I remember when the Washington Post seriously started to feel the heat from online competition. The paper decided to double-down on its print presence and in 2003, launched the Express: a daily and free, baby-sized tabloid meant to complement the Washington Post.
I remember opening my first copy. The articles were very blog-like. Whatever real news it provided had been pulled from news wire, and little of it had been written by Post or Express staff. It was loaded with advertisements.
To me, at the time, this was the first red flag that things weren't going well. Little did I know, but the Washington Post would be one of many newspapers forced to slice off huge swaths of staff during their mid-aught battle with Internet news. This is when the digital revolution truly took hold.
From 2005 and on, the bodies started dropping. Not just at the Washington Post, but also The New York Times, the Chicago Tribune — all cut staff by the hundreds. The Seattle Post-Intelligencer folded altogether in favor of being an online-only publication in 2009.
The late aughts was a dark period in traditional journalism as many institutions were forced to close their doors to the encroaching tsunami of inevitability. There is even a website chronicling the massacre called Newspaper Death Watch.
The Internet was winning and winning big. No one wanted long and engrossing exposes uncovering political indiscretion. It was all about the here and now; up-to-date news and readers wanted it fast, often times faster than the speed of truth.
From 2008-09, Huffington Post launched its first local versions HuffPost Chicago, New York and Denver, which began its explosion in popularity. Politico and even — to some degree — TMZ, with its Internet-ready, just-get-it-out style of news began running the traditional news sources into the ground. This new breed of journalism was all about speed, hyperlinking, references and the special type of timeliness to which only online publications can adhere.

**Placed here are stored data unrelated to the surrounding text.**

use crate::core::{DbcliError, Result};
use serde::Deserialize;
use std::env;
use std::fs;
use std::path::{Path, PathBuf};
use tracing::warn;

/// Environment variable overriding the configuration directory
pub const HOME_ENV: &str = "DBCLI_HOME";
const CONFIG_FILE: &str = "config.toml";
const HISTORY_FILE: &str = "query_history.json";

/// Top-level configuration structure parsed from a TOML file.
#[derive(Debug, Clone, Default, PartialEq, Deserialize)]
#[serde(default)]
pub struct Config {
    pub console: ConsoleConfig,
    pub history: HistoryConfig,
}

/// Which input strategy the console uses to read queries
#[derive(Debug, Clone, Copy, Default, PartialEq, Eq, Deserialize)]
#[serde(rename_all = "lowercase")]
pub enum InputMode {
    /// Raw-mode editor with the live suggestion strip
    #[default]
    Editor,
    /// Menu of entry styles, templates and history
    Menu,
    /// Plain line prompt
    Line,
}

/// Console-related configuration.
#[derive(Debug, Clone, PartialEq, Deserialize)]
#[serde(default)]
pub struct ConsoleConfig {
    pub input: InputMode,
    pub max_display_rows: usize,
    pub recent_queries: usize,
}

impl Default for ConsoleConfig {
    fn default() -> Self {
        ConsoleConfig {
            input: InputMode::Editor,
            max_display_rows: 50,
            recent_queries: 15,
        }
    }
}

/// History store configuration.
#[derive(Debug, Clone, PartialEq, Deserialize)]
#[serde(default)]
pub struct HistoryConfig {
    pub max_entries: usize,
    pub file: Option<PathBuf>,
}

impl Default for HistoryConfig {
    fn default() -> Self {
        HistoryConfig {
            max_entries: 1000,
            file: None,
        }
    }
}

impl Config {
    /// Reads `<config_dir>/config.toml`. A missing file yields defaults; a
    /// malformed one is logged and also yields defaults.
    pub fn load(config_dir: &Path) -> Config {
        let path = config_dir.join(CONFIG_FILE);
        if !path.exists() {
            return Config::default();
        }
        match load_config(&path) {
            Ok(config) => config,
            Err(e) => {
                warn!("{}; using defaults", e);
                Config::default()
            }
        }
    }

    /// History file location: the configured override or `<config_dir>/query_history.json`
    pub fn history_file(&self, config_dir: &Path) -> PathBuf {
        self.history
            .file
            .clone()
            .unwrap_or_else(|| config_dir.join(HISTORY_FILE))
    }
}

/// Resolves the configuration directory: `$DBCLI_HOME`, else `~/.dbcli`.
///
/// Falls back to a relative `.dbcli` when no home directory can be found.
pub fn config_dir() -> PathBuf {
    if let Some(dir) = env::var_os(HOME_ENV).filter(|v| !v.is_empty()) {
        return PathBuf::from(dir);
    }
    dirs::home_dir()
        .map(|home| home.join(".dbcli"))
        .unwrap_or_else(|| PathBuf::from(".dbcli"))
}

/// Loads configuration from a TOML file at the given path.
///
/// # Arguments
///
/// * `path` - The file path to the TOML configuration file.
///
/// # Example
///
/// ```no_run
/// let config = dbcli::config::load_config("config.toml").expect("Failed to load config");
/// println!("{:?}", config);
/// ```
pub fn load_config<P: AsRef<Path>>(path: P) -> Result<Config> {
    let path = path.as_ref();
    let content = fs::read_to_string(path)
        .map_err(|e| DbcliError::Config(format!("{}: {}", path.display(), e)))?;
    toml::from_str(&content).map_err(|e| DbcliError::Config(format!("{}: {}", path.display(), e)))
}

#[cfg(test)]
mod tests {
    use super::*;
    use tempfile::TempDir;

    const SAMPLE_CONFIG: &str = r#"
[console]
input = "menu"
max_display_rows = 20

[history]
max_entries = 250
file = "/tmp/dbcli-history.json"
"#;

    #[test]
    fn test_load_config_from_str() {
        let config: Config = toml::from_str(SAMPLE_CONFIG).expect("Failed to parse sample config");
        assert_eq!(config.console.input, InputMode::Menu);
        assert_eq!(config.console.max_display_rows, 20);
        // Keys left out keep their defaults
        assert_eq!(config.console.recent_queries, 15);
        assert_eq!(config.history.max_entries, 250);
        assert_eq!(
            config.history_file(Path::new("/ignored")),
            PathBuf::from("/tmp/dbcli-history.json")
        );
    }

    #[test]
    fn test_missing_file_gives_defaults() {
        let dir = TempDir::new().unwrap();
        let config = Config::load(dir.path());
        assert_eq!(config, Config::default());
        assert_eq!(config.console.max_display_rows, 50);
        assert_eq!(config.history.max_entries, 1000);
        assert_eq!(config.history_file(dir.path()), dir.path().join("query_history.json"));
    }

    #[test]
    fn test_malformed_file_is_reported() {
        let dir = TempDir::new().unwrap();
        let path = dir.path().join("config.toml");
        fs::write(&path, "[console]\ninput = \"telepathy\"\n").unwrap();

        assert!(matches!(load_config(&path), Err(DbcliError::Config(_))));
        assert_eq!(Config::load(dir.path()), Config::default());
    }
}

Compounding the power of Internet news was the sudden boon in the personal data assistant — and then later smartphone — industry. Now readers didn't even need to pick up a paper. The advent of the iPhone was the game changer. Beginning in 2007, iPhones gave the average person a digital umbilical to perpetual sources of news.
Consider this, there is now a generation of people living who have no idea what it’s like to need information.